//! Tabular export of close approaches.

use std::path::Path;

use anyhow::{Context, Result};
use neo_model::{CloseApproach, NeoDatabase};
use tracing::info;

use crate::record::ApproachRecord;

/// Output columns, fixed order.
const HEADER: [&str; 7] = [
    "datetime_utc",
    "distance_au",
    "velocity_km_s",
    "designation",
    "name",
    "diameter_km",
    "potentially_hazardous",
];

/// Write the given close approaches to a CSV file, one row per approach
/// in the given order.
///
/// Numeric values go out through `Display`, which keeps full round-trip
/// precision; an unknown diameter appears as `NaN`. Every approach must
/// be linked, or the write fails.
pub fn write_csv<'a>(
    database: &NeoDatabase,
    results: impl IntoIterator<Item = &'a CloseApproach>,
    path: &Path,
) -> Result<()> {
    let mut writer = csv::Writer::from_path(path)
        .with_context(|| format!("create csv output: {}", path.display()))?;
    writer.write_record(HEADER)?;
    let mut rows = 0usize;
    for approach in results {
        let record = ApproachRecord::from_approach(database, approach)?;
        writer.write_record([
            record.datetime_utc,
            record.distance_au.to_string(),
            record.velocity_km_s.to_string(),
            record.neo.designation,
            record.neo.name,
            record.neo.diameter_km.to_string(),
            record.neo.hazardous.to_string(),
        ])?;
        rows += 1;
    }
    writer
        .flush()
        .with_context(|| format!("flush csv output: {}", path.display()))?;
    info!(output = %path.display(), rows, "wrote close approaches to csv");
    Ok(())
}

#[cfg(test)]
mod tests {
    use neo_model::{CloseApproach, NearEarthObject};

    use super::*;

    fn sample_database() -> NeoDatabase {
        NeoDatabase::new(
            vec![NearEarthObject::from_raw("433", "Eros", "", "N").unwrap()],
            vec![
                CloseApproach::from_raw("433", "1900-Jan-01 00:00", "0.0921795123769547", "10.0")
                    .unwrap(),
            ],
        )
    }

    #[test]
    fn writes_fixed_header_and_full_precision_rows() {
        let db = sample_database();
        let dir = tempfile::tempdir().unwrap();
        let path = dir.path().join("results.csv");
        write_csv(&db, db.approaches(), &path).unwrap();

        let contents = std::fs::read_to_string(&path).unwrap();
        let mut lines = contents.lines();
        assert_eq!(
            lines.next(),
            Some(
                "datetime_utc,distance_au,velocity_km_s,designation,name,diameter_km,potentially_hazardous"
            )
        );
        assert_eq!(
            lines.next(),
            Some("1900-01-01 00:00,0.0921795123769547,10,433,Eros,NaN,false")
        );
        assert_eq!(lines.next(), None);
    }

    #[test]
    fn unlinked_approach_fails_the_write() {
        let db = NeoDatabase::new(
            Vec::new(),
            vec![CloseApproach::from_raw("99942", "2029-Apr-13 21:46", "0.1", "7.4").unwrap()],
        );
        let dir = tempfile::tempdir().unwrap();
        let path = dir.path().join("results.csv");
        let err = write_csv(&db, db.approaches(), &path).unwrap_err();
        assert!(err.to_string().contains("not linked"));
    }
}
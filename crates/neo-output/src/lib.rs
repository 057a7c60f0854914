//! Close-approach export library.
//!
//! Serializes a linked [`NeoDatabase`](neo_model::NeoDatabase) subset to
//! two formats:
//!
//! - **CSV**: one row per approach with its NEO's fields flattened in
//! - **JSON**: an array of approach mappings, each with a nested `neo`
//!
//! Both writers accept any iterator of approaches, so the caller decides
//! the subset and its order; both refuse to serialize an approach that
//! was never linked to a NEO.

pub mod csv_export;
pub mod json_export;
pub mod record;

pub use csv_export::write_csv;
pub use json_export::write_json;
pub use record::{ApproachRecord, NeoRecord};
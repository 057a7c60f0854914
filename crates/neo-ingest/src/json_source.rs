//! Field extraction from the hierarchical close-approach source.
//!
//! The source is a JSON document of the form
//! `{ "fields": ["des", "cd", ...], "data": [[...], ...] }` where every
//! record in `data` has the shape declared by `fields`. The four field
//! names needed here (`des`, `cd`, `dist`, `v_rel`) are resolved from
//! the declaration once per document, never assumed by position.

use std::fs::File;
use std::io::BufReader;
use std::path::Path;

use neo_model::CloseApproach;
use serde::Deserialize;
use serde_json::Value;
use tracing::{debug, info};

use crate::error::{IngestError, Result};

const DESIGNATION_FIELD: &str = "des";
const CALENDAR_DATE_FIELD: &str = "cd";
const DISTANCE_FIELD: &str = "dist";
const VELOCITY_FIELD: &str = "v_rel";

/// The four raw fields of one close-approach record, in source order.
#[derive(Debug, Clone, PartialEq, Eq)]
pub struct RawApproach {
    pub designation: String,
    pub time: String,
    pub distance: String,
    pub velocity: String,
}

/// The close-approach document: a field-name declaration plus records
/// shaped by it. Extra top-level keys are ignored.
#[derive(Debug, Deserialize)]
struct ApproachDocument {
    fields: Vec<String>,
    data: Vec<Vec<Value>>,
}

/// Resolved positions of the required fields within one document.
#[derive(Debug, Clone, Copy)]
struct ApproachFields {
    designation: usize,
    time: usize,
    distance: usize,
    velocity: usize,
}

impl ApproachFields {
    fn resolve(source_name: &str, fields: &[String]) -> Result<Self> {
        let mut missing = Vec::new();
        let mut find = |wanted: &str| match fields.iter().position(|field| field == wanted) {
            Some(index) => index,
            None => {
                missing.push(wanted.to_owned());
                0
            }
        };
        let resolved = Self {
            designation: find(DESIGNATION_FIELD),
            time: find(CALENDAR_DATE_FIELD),
            distance: find(DISTANCE_FIELD),
            velocity: find(VELOCITY_FIELD),
        };
        if missing.is_empty() {
            Ok(resolved)
        } else {
            Err(IngestError::schema(source_name, missing))
        }
    }
}

/// Coerce one data cell to its raw string form.
///
/// The dataset mostly carries strings, but numbers appear in some
/// releases and nulls stand in for missing values. Null becomes the
/// empty string, which the entity constructor then rejects for the
/// required approach fields.
fn cell(record: &[Value], index: usize) -> String {
    match record.get(index) {
        Some(Value::String(text)) => text.trim().to_owned(),
        Some(Value::Number(number)) => number.to_string(),
        Some(Value::Null) | None => String::new(),
        Some(other) => other.to_string(),
    }
}

/// Read the raw close-approach field tuples from a JSON file, in source
/// order. The file handle is scoped to this call.
pub fn read_raw_approaches(path: &Path) -> Result<Vec<RawApproach>> {
    let source_name = path.display().to_string();
    let file = File::open(path)?;
    let document: ApproachDocument = serde_json::from_reader(BufReader::new(file))?;
    let fields = ApproachFields::resolve(&source_name, &document.fields)?;
    let raw: Vec<RawApproach> = document
        .data
        .iter()
        .map(|record| RawApproach {
            designation: cell(record, fields.designation),
            time: cell(record, fields.time),
            distance: cell(record, fields.distance),
            velocity: cell(record, fields.velocity),
        })
        .collect();
    debug!(source = %source_name, records = raw.len(), "extracted raw approach tuples");
    Ok(raw)
}

/// Load [`CloseApproach`]es from a JSON file, failing fast on the first
/// invalid record.
pub fn load_approaches(path: &Path) -> Result<Vec<CloseApproach>> {
    let approaches = read_raw_approaches(path)?
        .iter()
        .map(|raw| {
            CloseApproach::from_raw(&raw.designation, &raw.time, &raw.distance, &raw.velocity)
        })
        .collect::<neo_model::Result<Vec<_>>>()?;
    info!(source = %path.display(), approaches = approaches.len(), "loaded close approaches");
    Ok(approaches)
}
//! The linked in-memory model of NEOs and their close approaches.

use std::collections::HashMap;

use tracing::debug;

use crate::approach::CloseApproach;
use crate::neo::NearEarthObject;

/// All loaded NEOs and close approaches, cross-referenced by designation.
///
/// Both collections keep their source order; approaches in particular are
/// exported in file order. Linking happens once at construction: each
/// approach whose designation resolves in the NEO index gets its
/// back-reference set and is appended to that NEO's approach rows. An
/// approach whose designation has no matching NEO stays in the flat
/// sequence with the back-reference unset; the companion files are
/// allowed to disagree, so this is not an error.
///
/// Duplicate designations in the NEO source resolve last-write-wins: the
/// index keeps the final row for a repeated key.
#[derive(Debug, Default)]
pub struct NeoDatabase {
    neos: Vec<NearEarthObject>,
    approaches: Vec<CloseApproach>,
    by_designation: HashMap<String, usize>,
}

impl NeoDatabase {
    /// Build the database and run the single linking pass.
    pub fn new(neos: Vec<NearEarthObject>, approaches: Vec<CloseApproach>) -> Self {
        let mut by_designation = HashMap::with_capacity(neos.len());
        for (row, neo) in neos.iter().enumerate() {
            by_designation.insert(neo.designation().to_owned(), row);
        }
        let mut database = Self {
            neos,
            approaches,
            by_designation,
        };
        database.link();
        database
    }

    /// Attach every unlinked approach to its NEO, in approach order.
    ///
    /// Idempotent: an approach with its back-reference already set is
    /// skipped, so a second pass attaches nothing and duplicates nothing.
    fn link(&mut self) {
        let mut linked = 0usize;
        for row in 0..self.approaches.len() {
            if self.approaches[row].neo_row.is_some() {
                continue;
            }
            let Some(&neo_row) = self.by_designation.get(self.approaches[row].designation())
            else {
                continue;
            };
            self.approaches[row].neo_row = Some(neo_row);
            self.neos[neo_row].approach_rows.push(row);
            linked += 1;
        }
        debug!(
            neos = self.neos.len(),
            approaches = self.approaches.len(),
            linked,
            "linked close approaches"
        );
    }

    /// Look up a NEO by its primary designation.
    pub fn get_neo(&self, designation: &str) -> Option<&NearEarthObject> {
        self.by_designation
            .get(designation)
            .map(|&row| &self.neos[row])
    }

    /// Look up a NEO by its IAU name (linear scan; names are optional).
    pub fn get_neo_by_name(&self, name: &str) -> Option<&NearEarthObject> {
        self.neos.iter().find(|neo| neo.name() == Some(name))
    }

    /// All NEOs, in source order.
    pub fn neos(&self) -> &[NearEarthObject] {
        &self.neos
    }

    /// All close approaches, in source order.
    pub fn approaches(&self) -> &[CloseApproach] {
        &self.approaches
    }

    /// Resolve an approach's back-reference, `None` when unlinked.
    pub fn neo_for(&self, approach: &CloseApproach) -> Option<&NearEarthObject> {
        approach.neo_row.map(|row| &self.neos[row])
    }

    /// The approaches attached to a NEO, in source order.
    pub fn approaches_of<'a>(
        &'a self,
        neo: &'a NearEarthObject,
    ) -> impl Iterator<Item = &'a CloseApproach> {
        neo.approach_rows.iter().map(|&row| &self.approaches[row])
    }

    /// Count of approaches left unlinked after the linking pass.
    pub fn unlinked_count(&self) -> usize {
        self.approaches
            .iter()
            .filter(|approach| approach.neo_row.is_none())
            .count()
    }
}

#[cfg(test)]
mod tests {
    use super::*;

    fn neo(designation: &str, name: &str) -> NearEarthObject {
        NearEarthObject::from_raw(designation, name, "", "N").unwrap()
    }

    fn approach(designation: &str, time: &str) -> CloseApproach {
        CloseApproach::from_raw(designation, time, "0.5", "10.0").unwrap()
    }

    #[test]
    fn links_approaches_to_their_neo_in_order() {
        let db = NeoDatabase::new(
            vec![neo("433", "Eros"), neo("2010 CJ188", "")],
            vec![
                approach("2010 CJ188", "2010-Feb-08 09:26"),
                approach("433", "1900-Dec-27 01:30"),
                approach("2010 CJ188", "2024-Aug-17 18:03"),
            ],
        );
        let cj = db.get_neo("2010 CJ188").unwrap();
        let times: Vec<String> = db.approaches_of(cj).map(|a| a.time_str()).collect();
        assert_eq!(times, vec!["2010-02-08 09:26", "2024-08-17 18:03"]);
        assert_eq!(db.get_neo("433").unwrap().approach_count(), 1);
        assert_eq!(db.unlinked_count(), 0);
    }

    #[test]
    fn unmatched_designation_stays_unlinked() {
        let db = NeoDatabase::new(
            vec![neo("433", "Eros")],
            vec![approach("99942", "2029-Apr-13 21:46")],
        );
        assert_eq!(db.approaches().len(), 1);
        assert!(db.neo_for(&db.approaches()[0]).is_none());
        assert_eq!(db.unlinked_count(), 1);
        assert_eq!(db.get_neo("433").unwrap().approach_count(), 0);
    }

    #[test]
    fn relinking_attaches_nothing_new() {
        let mut db = NeoDatabase::new(
            vec![neo("433", "Eros")],
            vec![
                approach("433", "1900-Dec-27 01:30"),
                approach("433", "1907-Jan-17 06:54"),
            ],
        );
        db.link();
        let eros = db.get_neo("433").unwrap();
        assert_eq!(eros.approach_count(), 2);
        let rows: Vec<usize> = eros.approach_rows.clone();
        assert_eq!(rows, vec![0, 1]);
    }

    #[test]
    fn duplicate_designation_resolves_to_last_row() {
        let first = NearEarthObject::from_raw("433", "Eros", "16.84", "N").unwrap();
        let second = NearEarthObject::from_raw("433", "", "", "Y").unwrap();
        let db = NeoDatabase::new(vec![first, second], vec![approach("433", "1900-Dec-27 01:30")]);
        let picked = db.get_neo("433").unwrap();
        assert!(picked.hazardous());
        assert_eq!(picked.name(), None);
        assert_eq!(picked.approach_count(), 1);
    }

    #[test]
    fn name_lookup_skips_unnamed_neos() {
        let db = NeoDatabase::new(vec![neo("433", "Eros"), neo("2010 CJ188", "")], vec![]);
        assert_eq!(db.get_neo_by_name("Eros").unwrap().designation(), "433");
        assert!(db.get_neo_by_name("").is_none());
    }
}
//! The close-approach entity.

use std::fmt;

use chrono::NaiveDateTime;

use crate::datetime::{format_approach_time, parse_approach_time};
use crate::error::{ModelError, Result};

/// One close approach to Earth by a near-Earth object.
///
/// All four source fields are required: timing and kinematics without a
/// value carry no meaning, so construction fails fast instead of
/// substituting defaults. The NEO back-reference starts unset and is
/// written exactly once by [`NeoDatabase`](crate::NeoDatabase) linking; an
/// unlinked approach is a valid transient state during loading.
#[derive(Debug, Clone)]
pub struct CloseApproach {
    designation: String,
    time: NaiveDateTime,
    distance_au: f64,
    velocity_km_s: f64,
    /// Row of the referenced NEO in the owning database, once linked.
    pub(crate) neo_row: Option<usize>,
}

impl CloseApproach {
    /// Build a close approach from the four raw source fields.
    pub fn from_raw(designation: &str, time: &str, distance: &str, velocity: &str) -> Result<Self> {
        let designation = required("designation", designation)?;
        let time = parse_approach_time(required("time", time)?)?;
        let distance_au = parse_float("distance", distance)?;
        let velocity_km_s = parse_float("velocity", velocity)?;
        Ok(Self {
            designation: designation.to_owned(),
            time,
            distance_au,
            velocity_km_s,
            neo_row: None,
        })
    }

    /// Designation of the referenced NEO (the foreign key).
    pub fn designation(&self) -> &str {
        &self.designation
    }

    pub fn time(&self) -> NaiveDateTime {
        self.time
    }

    /// Nominal approach distance in astronomical units.
    pub fn distance_au(&self) -> f64 {
        self.distance_au
    }

    /// Relative velocity in kilometers per second.
    pub fn velocity_km_s(&self) -> f64 {
        self.velocity_km_s
    }

    /// Row of the linked NEO in the owning database, `None` until linked.
    pub fn neo_row(&self) -> Option<usize> {
        self.neo_row
    }

    /// Approach time at minute resolution, `YYYY-MM-DD HH:MM`.
    pub fn time_str(&self) -> String {
        format_approach_time(&self.time)
    }
}

impl fmt::Display for CloseApproach {
    fn fmt(&self, f: &mut fmt::Formatter<'_>) -> fmt::Result {
        write!(
            f,
            "At {}, {:?} approaches Earth at a distance of {:.2} au and a velocity of {:.2} km/s",
            self.time_str(),
            self.designation,
            self.distance_au,
            self.velocity_km_s
        )
    }
}

fn required<'a>(field: &'static str, raw: &'a str) -> Result<&'a str> {
    let trimmed = raw.trim();
    if trimmed.is_empty() {
        Err(ModelError::validation(field, "must not be empty"))
    } else {
        Ok(trimmed)
    }
}

fn parse_float(field: &'static str, raw: &str) -> Result<f64> {
    let raw = required(field, raw)?;
    raw.parse::<f64>()
        .map_err(|err| ModelError::validation(field, format!("{raw:?}: {err}")))
}
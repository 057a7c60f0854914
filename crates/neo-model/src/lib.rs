//! Data model for near-Earth objects and their close approaches.
//!
//! A [`NearEarthObject`] carries a unique primary designation, an
//! optional IAU name, an optional diameter, and a hazard flag. A
//! [`CloseApproach`] carries an approach time, nominal distance, and
//! relative velocity, and references one NEO by designation. The
//! [`NeoDatabase`] owns both collections and cross-links them: each
//! approach gains a back-reference to its NEO and each NEO gains the
//! ordered list of its approaches.
//!
//! Construction tolerates the quirks of the source data — missing names,
//! unknown diameters, absent hazard markers — with documented defaults,
//! while required approach fields fail fast instead.

pub mod approach;
pub mod database;
pub mod datetime;
pub mod error;
pub mod neo;

pub use approach::CloseApproach;
pub use database::NeoDatabase;
pub use datetime::{format_approach_time, parse_approach_time};
pub use error::{ModelError, Result};
pub use neo::{NearEarthObject, parse_hazard_marker};
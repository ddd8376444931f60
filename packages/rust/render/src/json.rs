//! JSON rendering of a page record.

use chrono::{DateTime, SecondsFormat, Utc};
use serde::Serialize;

use sitedoc_shared::{NodeIndex, PageRecord, Result, SiteDocError};

#[derive(Serialize)]
struct JsonDocument<'a> {
    node: &'a str,
    generated_at: String,
    #[serde(flatten)]
    record: &'a PageRecord,
}

/// Render `record` as a pretty-printed JSON document.
pub fn render_json(record: &PageRecord, index: &NodeIndex, generated_at: DateTime<Utc>) -> Result<String> {
    let document = JsonDocument {
        node: index.as_str(),
        generated_at: generated_at.to_rfc3339_opts(SecondsFormat::Secs, true),
        record,
    };

    serde_json::to_string_pretty(&document)
        .map(|json| json + "\n")
        .map_err(|e| SiteDocError::Render(format!("JSON serialization failed: {e}")))
}
//! Task file loading: the ordered list of seed URLs to crawl.
//!
//! The task file is a JSON array of descriptors:
//!
//! ```json
//! [{ "url": "https://example.com", "depth": 2 }]
//! ```
//!
//! `depth` defaults to 1. The older `profundidad` key is accepted as an alias,
//! and a file holding a single descriptor object is read as a one-item list.
//! Entries are decoded one by one, so a badly typed entry only costs itself.

use std::path::Path;

use serde::de::Error as _;
use serde::{Deserialize, Deserializer, Serialize};
use serde_json::Value;
use tracing::{debug, info, warn};

use crate::error::{Result, SiteDocError};
use crate::types::CrawlTask;

/// Default task file name, looked up in the working directory.
pub const DEFAULT_TASKS_FILE: &str = "urls.json";

/// One entry of the task file, as written by the user.
#[derive(Debug, Clone, Default, PartialEq, Eq, Serialize, Deserialize)]
pub struct TaskDescriptor {
    #[serde(default, skip_serializing_if = "Option::is_none")]
    pub url: Option<String>,

    #[serde(
        default,
        alias = "profundidad",
        deserialize_with = "deserialize_depth",
        skip_serializing_if = "Option::is_none"
    )]
    pub depth: Option<i64>,
}

/// Accept integer depths and whole-number floats such as `2.0`.
fn deserialize_depth<'de, D>(deserializer: D) -> std::result::Result<Option<i64>, D::Error>
where
    D: Deserializer<'de>,
{
    #[derive(Deserialize)]
    #[serde(untagged)]
    enum Depth {
        Int(i64),
        Float(f64),
    }

    match Option::<Depth>::deserialize(deserializer)? {
        None => Ok(None),
        Some(Depth::Int(depth)) => Ok(Some(depth)),
        // Saturates outside the i64 range; `to_task` rejects it as too large.
        Some(Depth::Float(depth)) if depth.is_finite() && depth.fract() == 0.0 => {
            Ok(Some(depth as i64))
        }
        Some(Depth::Float(depth)) => Err(D::Error::custom(format!(
            "depth must be a whole number, got {depth}"
        ))),
    }
}

/// One decoded entry of the task file; `Err` holds why the entry was unusable.
pub type TaskEntry = Result<TaskDescriptor>;

impl TaskDescriptor {
    /// Validate this descriptor into a task at 1-based position `index`.
    pub fn to_task(&self, index: usize) -> Result<CrawlTask> {
        let url = self
            .url
            .as_deref()
            .map(str::trim)
            .filter(|u| !u.is_empty())
            .ok_or_else(|| SiteDocError::validation(format!("task {index}: no URL specified")))?;

        let depth = self.depth.unwrap_or(1);
        if depth < 1 {
            return Err(SiteDocError::validation(format!(
                "task {index}: depth must be at least 1, got {depth}"
            )));
        }
        let max_depth = u32::try_from(depth).map_err(|_| {
            SiteDocError::validation(format!(
                "task {index}: depth {depth} is too large (maximum {})",
                u32::MAX
            ))
        })?;

        Ok(CrawlTask {
            index,
            seed_url: url.to_string(),
            max_depth,
        })
    }
}

/// Parse task entries from JSON text.
///
/// Only unreadable JSON or a top level that is neither an array nor an object
/// fails the whole file. Each entry is decoded on its own and keeps its
/// position in the returned list.
pub fn parse_tasks(json: &str) -> Result<Vec<TaskEntry>> {
    let value: Value = serde_json::from_str(json)
        .map_err(|e| SiteDocError::config(format!("malformed task file: {e}")))?;

    let items = match value {
        Value::Array(items) => items,
        Value::Object(_) => vec![value],
        other => {
            return Err(SiteDocError::config(format!(
                "malformed task file: expected an array of tasks or a single task object, found {}",
                json_kind(&other)
            )));
        }
    };

    Ok(items
        .into_iter()
        .enumerate()
        .map(|(i, item)| {
            serde_json::from_value::<TaskDescriptor>(item)
                .map_err(|e| SiteDocError::validation(format!("task {}: {e}", i + 1)))
        })
        .collect())
}

fn json_kind(value: &Value) -> &'static str {
    match value {
        Value::Null => "null",
        Value::Bool(_) => "a boolean",
        Value::Number(_) => "a number",
        Value::String(_) => "a string",
        Value::Array(_) => "an array",
        Value::Object(_) => "an object",
    }
}

/// Load task entries from `path`.
///
/// Returns `Ok(None)` when the file does not exist.
pub fn load_tasks(path: &Path) -> Result<Option<Vec<TaskEntry>>> {
    let content = match std::fs::read_to_string(path) {
        Ok(content) => content,
        Err(e) if e.kind() == std::io::ErrorKind::NotFound => {
            debug!(?path, "task file not found");
            return Ok(None);
        }
        Err(e) => return Err(SiteDocError::io(path, e)),
    };

    let entries = parse_tasks(&content).map_err(|e| {
        SiteDocError::config(format!("{}: {e}", path.display()))
    })?;
    info!(?path, count = entries.len(), "loaded task descriptors");

    Ok(Some(entries))
}

/// Turn entries into runnable tasks, skipping invalid ones with a diagnostic.
///
/// Each task keeps the 1-based position of its entry, so skipped entries
/// leave a gap in the numbering rather than shifting later tasks.
pub fn resolve_tasks(entries: &[TaskEntry]) -> Vec<CrawlTask> {
    entries
        .iter()
        .enumerate()
        .filter_map(|(i, entry)| {
            let task = match entry {
                Ok(descriptor) => descriptor.to_task(i + 1),
                Err(e) => {
                    warn!(error = %e, "skipping task descriptor");
                    return None;
                }
            };
            match task {
                Ok(task) => Some(task),
                Err(e) => {
                    warn!(error = %e, "skipping task descriptor");
                    None
                }
            }
        })
        .collect()
}

/// Descriptors written by `sitedoc init`.
pub fn example_tasks() -> Vec<TaskDescriptor> {
    vec![
        TaskDescriptor {
            url: Some("https://example.com".into()),
            depth: Some(2),
        },
        TaskDescriptor {
            url: Some("https://example.org".into()),
            depth: Some(1),
        },
    ]
}

/// Write the example task file to `path`, refusing to replace an existing file.
pub fn write_example_tasks(path: &Path) -> Result<()> {
    if path.exists() {
        return Err(SiteDocError::config(format!(
            "{} already exists",
            path.display()
        )));
    }

    let json = serde_json::to_string_pretty(&example_tasks())
        .map_err(|e| SiteDocError::config(e.to_string()))?;
    std::fs::write(path, json + "\n").map_err(|e| SiteDocError::io(path, e))?;
    info!(?path, "created example task file");

    Ok(())
}

#[cfg(test)]
mod tests {
    use super::*;

    fn temp_dir(tag: &str) -> std::path::PathBuf {
        let dir = std::env::temp_dir().join(format!("sitedoc-{tag}-{}", uuid::Uuid::now_v7()));
        std::fs::create_dir_all(&dir).unwrap();
        dir
    }

    #[test]
    fn parses_array_with_defaults() {
        let json = r#"[
            {"url": "https://example.com", "depth": 3},
            {"url": "https://example.org"}
        ]"#;
        let tasks = resolve_tasks(&parse_tasks(json).unwrap());

        assert_eq!(tasks.len(), 2);
        assert_eq!(tasks[0].max_depth, 3);
        assert_eq!(tasks[1].max_depth, 1);
        assert_eq!(tasks[1].index, 2);
    }

    #[test]
    fn accepts_legacy_depth_key() {
        let json = r#"[{"url": "https://example.com", "profundidad": 2}]"#;
        let entries = parse_tasks(json).unwrap();
        assert_eq!(entries[0].as_ref().unwrap().depth, Some(2));
    }

    #[test]
    fn single_object_is_one_task() {
        let json = r#"{"url": "https://example.com", "depth": 2}"#;
        let entries = parse_tasks(json).unwrap();
        assert_eq!(entries.len(), 1);
        assert!(entries[0].is_ok());
    }

    #[test]
    fn ill_typed_entry_is_skipped_without_losing_the_others() {
        let json = r#"[
            {"url": "https://example.com", "depth": 2},
            {"url": 42},
            {"url": "https://example.net", "depth": 1}
        ]"#;
        let entries = parse_tasks(json).unwrap();
        assert_eq!(entries.len(), 3);
        let err = entries[1].as_ref().unwrap_err();
        assert!(matches!(err, SiteDocError::Validation { .. }));
        assert!(err.to_string().contains("task 2"));

        let tasks = resolve_tasks(&entries);
        assert_eq!(tasks.len(), 2);
        assert_eq!(tasks[0].seed_url, "https://example.com");
        assert_eq!(tasks[1].index, 3);
        assert_eq!(tasks[1].seed_url, "https://example.net");
    }

    #[test]
    fn whole_number_float_depth_is_accepted() {
        let json = r#"[
            {"url": "https://example.com", "depth": 2},
            {"url": "https://example.org", "depth": 2.0},
            {"url": "https://example.io", "depth": 1.5},
            {"url": "https://example.net", "depth": 1}
        ]"#;
        let entries = parse_tasks(json).unwrap();
        assert!(entries[2].is_err());

        let tasks = resolve_tasks(&entries);
        let indices: Vec<_> = tasks.iter().map(|t| t.index).collect();
        assert_eq!(indices, vec![1, 2, 4]);
        assert_eq!(tasks[1].max_depth, 2);
    }

    #[test]
    fn entries_without_url_are_skipped_keeping_positions() {
        let json = r#"[
            {"depth": 2},
            {"url": "   "},
            {"url": "https://example.org", "depth": 1}
        ]"#;
        let tasks = resolve_tasks(&parse_tasks(json).unwrap());

        assert_eq!(tasks.len(), 1);
        assert_eq!(tasks[0].index, 3);
        assert_eq!(tasks[0].root_index().as_str(), "3");
    }

    #[test]
    fn non_positive_depth_is_rejected() {
        let descriptor = TaskDescriptor {
            url: Some("https://example.com".into()),
            depth: Some(0),
        };
        let err = descriptor.to_task(1).unwrap_err();
        assert!(err.to_string().contains("depth must be at least 1"));

        let negative = TaskDescriptor {
            depth: Some(-2),
            ..descriptor
        };
        assert!(negative.to_task(1).is_err());
    }

    #[test]
    fn oversized_depth_is_reported_as_too_large() {
        let descriptor = TaskDescriptor {
            url: Some("https://example.com".into()),
            depth: Some(i64::from(u32::MAX) + 1),
        };
        let err = descriptor.to_task(4).unwrap_err().to_string();
        assert!(err.contains("task 4"));
        assert!(err.contains("too large"));
        assert!(!err.contains("at least 1"));
    }

    #[test]
    fn malformed_json_is_a_config_error() {
        let err = parse_tasks("[{\"url\": ").unwrap_err();
        assert!(matches!(err, SiteDocError::Config { .. }));

        let err = parse_tasks("42").unwrap_err();
        assert!(matches!(err, SiteDocError::Config { .. }));
        assert!(err.to_string().contains("found a number"));
    }

    #[test]
    fn missing_file_loads_as_none() {
        let dir = temp_dir("tasks-missing");
        let loaded = load_tasks(&dir.join("urls.json")).unwrap();
        assert!(loaded.is_none());
        let _ = std::fs::remove_dir_all(&dir);
    }

    #[test]
    fn example_file_roundtrips_and_is_not_overwritten() {
        let dir = temp_dir("tasks-example");
        let path = dir.join("urls.json");

        write_example_tasks(&path).unwrap();
        let loaded: Vec<TaskDescriptor> = load_tasks(&path)
            .unwrap()
            .expect("file exists")
            .into_iter()
            .map(|entry| entry.unwrap())
            .collect();
        assert_eq!(loaded, example_tasks());

        assert!(write_example_tasks(&path).is_err());
        let _ = std::fs::remove_dir_all(&dir);
    }
}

═══

What to work on:
What lines in the listing above hold the string "first"? List them.

Task solution:
/// Load [`CloseApproach`]es from a JSON file, failing fast on the first
        let first = NearEarthObject::from_raw("433", "Eros", "16.84", "N").unwrap();
        let db = NeoDatabase::new(vec![first, second], vec![approach("433", "1900-Dec-27 01:30")]);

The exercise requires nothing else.